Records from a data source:
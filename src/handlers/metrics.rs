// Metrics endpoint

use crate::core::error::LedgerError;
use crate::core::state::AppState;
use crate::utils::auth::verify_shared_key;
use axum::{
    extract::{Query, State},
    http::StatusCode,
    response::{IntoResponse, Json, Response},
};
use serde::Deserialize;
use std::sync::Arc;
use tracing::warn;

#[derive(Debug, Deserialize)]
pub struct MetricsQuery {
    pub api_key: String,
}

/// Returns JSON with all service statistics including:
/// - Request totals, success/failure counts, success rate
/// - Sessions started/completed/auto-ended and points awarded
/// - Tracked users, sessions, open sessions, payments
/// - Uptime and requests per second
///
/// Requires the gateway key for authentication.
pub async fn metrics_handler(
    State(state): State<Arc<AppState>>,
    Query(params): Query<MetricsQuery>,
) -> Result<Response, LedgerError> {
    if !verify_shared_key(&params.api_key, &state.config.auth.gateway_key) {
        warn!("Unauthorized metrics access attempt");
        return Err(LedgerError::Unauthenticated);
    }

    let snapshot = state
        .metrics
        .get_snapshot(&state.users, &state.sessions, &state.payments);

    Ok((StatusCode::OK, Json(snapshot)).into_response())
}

==

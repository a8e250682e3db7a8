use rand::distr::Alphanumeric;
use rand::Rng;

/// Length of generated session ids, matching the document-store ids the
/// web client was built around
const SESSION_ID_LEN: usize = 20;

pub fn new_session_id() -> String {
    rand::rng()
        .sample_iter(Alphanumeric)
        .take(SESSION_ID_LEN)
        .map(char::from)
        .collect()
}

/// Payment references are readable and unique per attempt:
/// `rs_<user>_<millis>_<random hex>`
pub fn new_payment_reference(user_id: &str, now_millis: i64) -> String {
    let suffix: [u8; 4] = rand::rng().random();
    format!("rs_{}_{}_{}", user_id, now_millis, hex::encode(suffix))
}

## Task prompt
Please copy each line of the records above that holds the word "StatusCode".

## Reply to the exercise
    http::StatusCode,
    Ok((StatusCode::OK, Json(snapshot)).into_response())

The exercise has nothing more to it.